British global advertising agency

Bartle Bogle Hegarty (BBH) is a British global advertising agency. Founded in 1982 by British ad men John Bartle, Nigel Bogle, and John Hegarty, BBH has offices in London, New York City, Singapore, Shanghai, Mumbai and Stockholm and employs more than 1,000 staff worldwide. The company is part of international agency group Publicis. In 2018 BBH was named the IPA Effectiveness Company of the Year.

==History==

The agency's first ad was for Levi's and it showed a black sheep going against the herd.

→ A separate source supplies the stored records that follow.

//! Document filtering predicates.

use ts_domain::message::MessageDoc;

/// Default minimum text length (in characters) for indexing.
pub const DEFAULT_MIN_LEN: usize = 5;

/// Media type marking service messages (joins, pins, etc.).
const SERVICE_MEDIA_TYPE: &str = "service";

/// Boolean predicates over transformed documents. A document is indexed
/// only when every predicate holds.
#[derive(Debug, Default, Clone)]
pub struct MessageFilter;

impl MessageFilter {
    pub fn new() -> Self {
        Self
    }

    /// Reject empty or whitespace-only messages.
    pub fn filter_empty(&self, doc: &MessageDoc) -> bool {
        !doc.text.trim().is_empty()
    }

    /// Reject service messages. Producers usually drop these before they
    /// reach the pipeline; the check stays for robustness.
    pub fn filter_service(&self, doc: &MessageDoc) -> bool {
        doc.media_type.as_deref() != Some(SERVICE_MEDIA_TYPE)
    }

    /// Reject messages shorter than `min_len` characters after trimming.
    pub fn filter_by_length(&self, doc: &MessageDoc, min_len: usize) -> bool {
        doc.text.trim().chars().count() >= min_len
    }

    /// Apply every filter.
    pub fn apply_all(&self, doc: &MessageDoc, min_len: usize) -> bool {
        self.filter_empty(doc) && self.filter_service(doc) && self.filter_by_length(doc, min_len)
    }
}

// ━━━━━━━━━━━━━━━━━━━━━━━━━━━━━━━━━━━━━━━━━━━━━━━━━━━━━━━━━━━━━━━━━━
// Tests
// ━━━━━━━━━━━━━━━━━━━━━━━━━━━━━━━━━━━━━━━━━━━━━━━━━━━━━━━━━━━━━━━━━━

#[cfg(test)]
mod tests {
    use super::*;
    use chrono::Utc;

    fn sample_doc() -> MessageDoc {
        MessageDoc {
            id: "123_456".into(),
            chat_id: 123,
            chat_title: String::new(),
            chat_username: String::new(),
            msg_id: 456,
            date: Utc::now(),
            text: "Hello world".into(),
            text_norm: "hello world".into(),
            pinyin: "hello world".into(),
            trad: String::new(),
            simp: String::new(),
            simhash: "abc".into(),
            url: None,
            media_type: None,
        }
    }

    #[test]
    fn empty_filter() {
        let filter = MessageFilter::new();
        let mut doc = sample_doc();
        assert!(filter.filter_empty(&doc));

        doc.text = String::new();
        assert!(!filter.filter_empty(&doc));

        doc.text = "   ".into();
        assert!(!filter.filter_empty(&doc));
    }

    #[test]
    fn service_filter() {
        let filter = MessageFilter::new();
        let mut doc = sample_doc();
        assert!(filter.filter_service(&doc));

        doc.media_type = Some("service".into());
        assert!(!filter.filter_service(&doc));
    }

    #[test]
    fn length_filter() {
        let filter = MessageFilter::new();
        let mut doc = sample_doc();

        doc.text = "Hi".into();
        assert!(!filter.filter_by_length(&doc, 5));

        doc.text = "Hello".into();
        assert!(filter.filter_by_length(&doc, 5));

        doc.text = String::new();
        assert!(!filter.filter_by_length(&doc, 5));
    }

    #[test]
    fn apply_all_is_a_conjunction() {
        let filter = MessageFilter::new();
        let mut doc = sample_doc();
        assert!(filter.apply_all(&doc, DEFAULT_MIN_LEN));

        doc.text = "Hi".into();
        assert!(!filter.apply_all(&doc, DEFAULT_MIN_LEN));

        doc.text = String::new();
        assert!(!filter.apply_all(&doc, DEFAULT_MIN_LEN));

        doc.text = "Valid text".into();
        doc.media_type = Some("service".into());
        assert!(!filter.apply_all(&doc, DEFAULT_MIN_LEN));
    }
}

It became the agency icon and spawned the phrase, "when the world zigs, zag". The Levi's black sheep poster was not an easy ad to buy because at the time all jeans ads had people in them, but it proved successful.

Over the next 28 years, BBH went on to produce many award-winning films for Levi's. "Launderette" featured Nick Kamen and was set to Marvin Gaye's recording of 'I Heard It Through the Grapevine'. Levi's sold over 2 million boxer shorts in one year. In 1991, BBH cast the then-unknown Brad Pitt in the Levi's commercial titled "Camera." Other classic work includes "Drugstore", "Creek", "Flatbeat" featuring Flat Eric – a small yellow puppet, "Clayman" and "Odyssey" which was directed by Jonathan Glazer. The 28-year relationship resulted in a total of seven number one singles in Europe.

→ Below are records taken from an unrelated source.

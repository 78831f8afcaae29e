//! Text normalizer with Chinese support.
//!
//! Unicode NFC + whitespace collapse, simplified/traditional conversion
//! via the `character_converter` mapping tables, and toneless pinyin
//! romanization.

use pinyin::ToPinyin;
use unicode_normalization::UnicodeNormalization;

/// Normalize Unicode characters to NFC form.
pub fn normalize_unicode(text: &str) -> String {
    text.nfc().collect()
}

/// Collapse every run of Unicode whitespace to a single space and trim.
pub fn normalize_whitespace(text: &str) -> String {
    text.split_whitespace().collect::<Vec<_>>().join(" ")
}

/// Convert Traditional Chinese to Simplified.
pub fn to_simplified(text: &str) -> String {
    character_converter::traditional_to_simplified(text).to_string()
}

/// Convert Simplified Chinese to Traditional.
pub fn to_traditional(text: &str) -> String {
    character_converter::simplified_to_traditional(text).to_string()
}

/// Romanize Chinese text as space-joined toneless pinyin syllables.
///
/// Han characters become one syllable each; runs of other characters are
/// kept as their own tokens.
pub fn to_pinyin(text: &str) -> String {
    let mut tokens: Vec<String> = Vec::new();
    let mut run = String::new();

    for (ch, syllable) in text.chars().zip(text.to_pinyin()) {
        match syllable {
            Some(p) => {
                if !run.trim().is_empty() {
                    tokens.push(run.trim().to_string());
                }
                run.clear();
                tokens.push(p.plain().to_string());
            }
            None => run.push(ch),
        }
    }
    if !run.trim().is_empty() {
        tokens.push(run.trim().to_string());
    }

    tokens.join(" ")
}

/// Apply the full normalization pipeline.
pub fn normalize(text: &str) -> String {
    if text.is_empty() {
        return String::new();
    }
    normalize_whitespace(&normalize_unicode(text))
}

// ━━━━━━━━━━━━━━━━━━━━━━━━━━━━━━━━━━━━━━━━━━━━━━━━━━━━━━━━━━━━━━━━━━
// Tests
// ━━━━━━━━━━━━━━━━━━━━━━━━━━━━━━━━━━━━━━━━━━━━━━━━━━━━━━━━━━━━━━━━━━

#[cfg(test)]
mod tests {
    use super::*;

    #[test]
    fn normalize_unicode_composes_nfc() {
        // "e" + combining acute accent composes to a single code point.
        let decomposed = "cafe\u{0301}";
        assert_eq!(normalize_unicode(decomposed), "caf\u{e9}");
    }

    #[test]
    fn normalize_whitespace_collapses_runs() {
        assert_eq!(
            normalize_whitespace("hello   world\n\ttest"),
            "hello world test"
        );
        assert_eq!(normalize_whitespace("  padded  "), "padded");
    }

    #[test]
    fn simplified_conversion() {
        assert_eq!(to_simplified("電腦"), "电脑");
    }

    #[test]
    fn traditional_conversion() {
        assert_eq!(to_traditional("电脑"), "電腦");
    }

    #[test]
    fn pinyin_conversion() {
        assert_eq!(to_pinyin("你好"), "ni hao");
    }

    #[test]
    fn pinyin_keeps_non_han_runs() {
        assert_eq!(to_pinyin("rust你好"), "rust ni hao");
    }

    #[test]
    fn normalize_empty_is_empty() {
        assert_eq!(normalize(""), "");
    }
}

Beyond Levi's, the company been responsible for creating long-running campaigns for other global brands, such as "Vorsprung durch Technik" for Audi which John Hegarty coined in 1984, "The Lynx Effect" for Unilever which propelled the male body spray into the number one spot globally and "Keep Walking" for Johnnie Walker which bought the brand sales up from 13% of the global market when the campaign broke in 2000, to over 20% at the end of 2013 according to IWSR.

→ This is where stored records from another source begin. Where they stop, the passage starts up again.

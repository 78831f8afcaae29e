mod indexer;
mod meili;
mod redis;
mod search;
mod telegram;

pub use indexer::*;
pub use meili::*;
pub use redis::*;
pub use search::*;
pub use telegram::*;

use std::fmt;
use std::str::FromStr;

use serde::{Deserialize, Serialize};

use crate::error::{Error, Result};

// ━━━━━━━━━━━━━━━━━━━━━━━━━━━━━━━━━━━━━━━━━━━━━━━━━━━━━━━━━━━━━━━━━━
// Top-level config
// ━━━━━━━━━━━━━━━━━━━━━━━━━━━━━━━━━━━━━━━━━━━━━━━━━━━━━━━━━━━━━━━━━━

/// Application configuration, layered defaults < TOML file < environment.
#[derive(Debug, Clone, Serialize, Deserialize)]
pub struct AppConfig {
    #[serde(default = "d_name")]
    pub name: String,
    #[serde(default)]
    pub debug: bool,
    #[serde(default)]
    pub telegram: TelegramConfig,
    #[serde(default)]
    pub meilisearch: MeiliConfig,
    #[serde(default)]
    pub redis: RedisConfig,
    #[serde(default)]
    pub search: SearchConfig,
    #[serde(default)]
    pub indexer: IndexerConfig,
}

impl Default for AppConfig {
    fn default() -> Self {
        Self {
            name: d_name(),
            debug: false,
            telegram: TelegramConfig::default(),
            meilisearch: MeiliConfig::default(),
            redis: RedisConfig::default(),
            search: SearchConfig::default(),
            indexer: IndexerConfig::default(),
        }
    }
}

fn d_name() -> String {
    "telegram-search-engine".into()
}

impl AppConfig {
    /// Parse a TOML document into a config, with defaults for every
    /// missing field. The environment is NOT consulted here; call
    /// [`AppConfig::overlay`] afterwards.
    pub fn from_toml_str(raw: &str) -> Result<Self> {
        toml::from_str(raw).map_err(|e| Error::Config(format!("parsing config: {e}")))
    }

    /// Apply environment overrides via the provided lookup. The lookup is
    /// injected so tests can use a map instead of the process environment.
    pub fn overlay(&mut self, get: impl Fn(&str) -> Option<String>) -> Result<()> {
        if let Some(raw) = get("DEBUG") {
            self.debug = parse_bool("DEBUG", &raw)?;
        }
        self.telegram.overlay(&get)?;
        self.meilisearch.overlay(&get)?;
        self.redis.overlay(&get)?;
        self.indexer.overlay(&get)?;
        Ok(())
    }

    /// Apply overrides from the process environment.
    pub fn overlay_env(&mut self) -> Result<()> {
        self.overlay(|name| std::env::var(name).ok())
    }
}

// ── env overlay helpers ─────────────────────────────────────────────

pub(super) fn env_set(get: &impl Fn(&str) -> Option<String>, name: &str, slot: &mut String) {
    if let Some(raw) = get(name) {
        *slot = raw;
    }
}

pub(super) fn env_parse<T>(
    get: &impl Fn(&str) -> Option<String>,
    name: &str,
    slot: &mut T,
) -> Result<()>
where
    T: FromStr,
    T::Err: fmt::Display,
{
    if let Some(raw) = get(name) {
        *slot = raw
            .parse()
            .map_err(|e| Error::Config(format!("{name}: invalid value {raw:?}: {e}")))?;
    }
    Ok(())
}

fn parse_bool(name: &str, raw: &str) -> Result<bool> {
    match raw.to_ascii_lowercase().as_str() {
        "1" | "true" | "yes" | "on" => Ok(true),
        "" | "0" | "false" | "no" | "off" => Ok(false),
        other => Err(Error::Config(format!(
            "{name}: invalid boolean {other:?}"
        ))),
    }
}

// ━━━━━━━━━━━━━━━━━━━━━━━━━━━━━━━━━━━━━━━━━━━━━━━━━━━━━━━━━━━━━━━━━━
// Config validation
// ━━━━━━━━━━━━━━━━━━━━━━━━━━━━━━━━━━━━━━━━━━━━━━━━━━━━━━━━━━━━━━━━━━

/// Severity level for a configuration issue.
#[derive(Debug, Clone, Copy, PartialEq, Eq)]
pub enum ConfigSeverity {
    Error,
    Warning,
}

/// A single configuration validation issue.
#[derive(Debug, Clone)]
pub struct ConfigError {
    pub severity: ConfigSeverity,
    pub field: String,
    pub message: String,
}

impl fmt::Display for ConfigError {
    fn fmt(&self, f: &mut fmt::Formatter<'_>) -> fmt::Result {
        let tag = match self.severity {
            ConfigSeverity::Error => "ERROR",
            ConfigSeverity::Warning => "WARN",
        };
        write!(f, "[{tag}] {}: {}", self.field, self.message)
    }
}

impl AppConfig {
    /// Validate the configuration and return a list of issues.
    ///
    /// Returns an empty vec when everything looks good.
    pub fn validate(&self) -> Vec<ConfigError> {
        let mut errors = Vec::new();

        // Engine host must be a usable URL.
        if self.meilisearch.host.is_empty() {
            errors.push(ConfigError {
                severity: ConfigSeverity::Error,
                field: "meilisearch.host".into(),
                message: "host must not be empty".into(),
            });
        }
        if !self.meilisearch.host.is_empty()
            && !self.meilisearch.host.starts_with("http://")
            && !self.meilisearch.host.starts_with("https://")
        {
            errors.push(ConfigError {
                severity: ConfigSeverity::Error,
                field: "meilisearch.host".into(),
                message: format!(
                    "host must start with http:// or https:// (got \"{}\")",
                    self.meilisearch.host
                ),
            });
        }
        if self.meilisearch.index_name.is_empty() {
            errors.push(ConfigError {
                severity: ConfigSeverity::Error,
                field: "meilisearch.index_name".into(),
                message: "index_name must not be empty".into(),
            });
        }
        if self.meilisearch.api_key.is_empty() {
            errors.push(ConfigError {
                severity: ConfigSeverity::Warning,
                field: "meilisearch.api_key".into(),
                message: "no API key configured — engine requests are unauthenticated".into(),
            });
        }

        // Search limits.
        if self.search.default_limit == 0 {
            errors.push(ConfigError {
                severity: ConfigSeverity::Error,
                field: "search.default_limit".into(),
                message: "default_limit must be greater than 0".into(),
            });
        }
        if self.search.max_limit < self.search.default_limit {
            errors.push(ConfigError {
                severity: ConfigSeverity::Error,
                field: "search.max_limit".into(),
                message: "max_limit must be >= default_limit".into(),
            });
        }

        // Indexer.
        if self.indexer.batch_size == 0 {
            errors.push(ConfigError {
                severity: ConfigSeverity::Error,
                field: "indexer.batch_size".into(),
                message: "batch_size must be at least 1".into(),
            });
        }
        if self.indexer.rate_limit_delay < 0.0 {
            errors.push(ConfigError {
                severity: ConfigSeverity::Error,
                field: "indexer.rate_limit_delay".into(),
                message: "rate_limit_delay must not be negative".into(),
            });
        }
        if self.indexer.state_flush_interval < 0.0 {
            errors.push(ConfigError {
                severity: ConfigSeverity::Error,
                field: "indexer.state_flush_interval".into(),
                message: "state_flush_interval must not be negative".into(),
            });
        }

        // Redis.
        if self.redis.port == 0 {
            errors.push(ConfigError {
                severity: ConfigSeverity::Error,
                field: "redis.port".into(),
                message: "port must be greater than 0".into(),
            });
        }

        // Crawling needs MTProto credentials unless running from exports.
        if self.indexer.import_dir.is_none()
            && (self.telegram.api_id == 0 || self.telegram.api_hash.is_empty())
        {
            errors.push(ConfigError {
                severity: ConfigSeverity::Warning,
                field: "telegram".into(),
                message: "api_id/api_hash not configured — live crawling is unavailable".into(),
            });
        }

        errors
    }
}

// ━━━━━━━━━━━━━━━━━━━━━━━━━━━━━━━━━━━━━━━━━━━━━━━━━━━━━━━━━━━━━━━━━━
// Tests
// ━━━━━━━━━━━━━━━━━━━━━━━━━━━━━━━━━━━━━━━━━━━━━━━━━━━━━━━━━━━━━━━━━━

#[cfg(test)]
mod tests {
    use super::*;

    /// Helper: find the first issue matching a field prefix.
    fn find_issue<'a>(issues: &'a [ConfigError], field_prefix: &str) -> Option<&'a ConfigError> {
        issues.iter().find(|e| e.field.starts_with(field_prefix))
    }

    #[test]
    fn default_config_has_no_errors() {
        let issues = AppConfig::default().validate();
        let errors: Vec<_> = issues
            .iter()
            .filter(|e| e.severity == ConfigSeverity::Error)
            .collect();
        assert!(errors.is_empty(), "expected no errors, got: {errors:?}");
    }

    #[test]
    fn empty_engine_host_is_error() {
        let mut cfg = AppConfig::default();
        cfg.meilisearch.host = String::new();
        let issues = cfg.validate();
        let issue = find_issue(&issues, "meilisearch.host")
            .expect("expected meilisearch.host error");
        assert_eq!(issue.severity, ConfigSeverity::Error);
    }

    #[test]
    fn non_http_engine_host_is_error() {
        let mut cfg = AppConfig::default();
        cfg.meilisearch.host = "localhost:7700".into();
        let issues = cfg.validate();
        let issue = find_issue(&issues, "meilisearch.host")
            .expect("expected meilisearch.host error");
        assert!(issue.message.contains("http://"));
    }

    #[test]
    fn zero_batch_size_is_error() {
        let mut cfg = AppConfig::default();
        cfg.indexer.batch_size = 0;
        let issues = cfg.validate();
        let issue = find_issue(&issues, "indexer.batch_size")
            .expect("expected indexer.batch_size error");
        assert_eq!(issue.severity, ConfigSeverity::Error);
    }

    #[test]
    fn max_limit_below_default_is_error() {
        let mut cfg = AppConfig::default();
        cfg.search.max_limit = 10;
        let issues = cfg.validate();
        let issue = find_issue(&issues, "search.max_limit")
            .expect("expected search.max_limit error");
        assert_eq!(issue.severity, ConfigSeverity::Error);
    }

    #[test]
    fn missing_api_key_is_warning() {
        let cfg = AppConfig::default();
        let issues = cfg.validate();
        let issue = find_issue(&issues, "meilisearch.api_key")
            .expect("expected api_key warning");
        assert_eq!(issue.severity, ConfigSeverity::Warning);
    }

    #[test]
    fn config_error_display_format() {
        let err = ConfigError {
            severity: ConfigSeverity::Error,
            field: "indexer.batch_size".into(),
            message: "batch_size must be at least 1".into(),
        };
        assert_eq!(
            format!("{err}"),
            "[ERROR] indexer.batch_size: batch_size must be at least 1"
        );
    }
}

In 1997, Leo Burnett Worldwide purchased a 49% share in BBH; that share was then held by the Publicis advertising group. In July 2012, a final 51% share in BBH previously attributed to the agency's co-founders was bought out by part-owners Publicis.

BBH has also worked with brands including Google and Absolut.

In 2006, the agency launched ZAG, a branding and venturing division and in 2014 the agency created BBH Sport, bringing BBH brand strategy and creativity to the world of sport. Also in 2006, BBT's deputy chairman Guy Murphy left the company to join JWT as global planning director.

==Labor disputes==
On September 20, 2018, the American labor union SAG-AFTRA called a strike against Bartle Bogle Hegarty, and instructed its members not to accept work from the US agency.

In early September, BBH US announced that it had withdrawn from its SAG-AFTRA Commercials Contract, first entered into in 1999.

BBH had contended that the union's contractual terms, which do not permit the use of non-union actors and provide for compensation minimums and residuals, put the agency at a competitive disadvantage, stating that "Many of our peer agencies are not signatories."

SAG-AFTRA countered that it had added certain waivers for low-budget commercials, among other provisions, to its contract language, in response to concerns about profitability. The union also said that the strike was against BBH US only, and not other subsidiaries of the Publicis Group, including Leo Burnett and Saatchi & Saatchi, who are themselves signatories of the contract at issue.

==Awards==
BBH has won the Queen's Award for Export twice.

John Hegarty was knighted in the 2007 Queen's Birthday Honours and Nigel Bogle was knighted in the 2013 list.

BBH has been Agency of the Year twice at the Cannes Lions International Advertising Festival, first awarded in 1993, and BBH founder Sir John Hegarty also won the first "Lion of St Mark" award.

BBH London was Campaign magazine's UK Agency of the Year in 1986, 1993, 2003, 2004, 2005, 2011 and 2012. and Creativity's "Innovators of the year" in 2014.

BBH also became Effectiveness Agency of the Year for 2008 at both the IPA and APG awards, the first agency to achieve this feat.

BBH was awarded the British Academy Film Award for Home in 2017.

BBH Singapore was awarded Ad Age's 2018 ‘International Agency of the Year’.

BBH was named Effectiveness Company of the Year at the 2018 IPA Effectiveness Awards, winning the Grand Prix for Audi alongside six other awards: a gold for Audi, three silvers for Barclays, Virgin Media and Weetabix and a bronze for IAG Cargo.

BBH has been named in the "Sunday Times 100 Best Companies to Work For", for the past 11 years and in 2019 received a three star accreditation rating.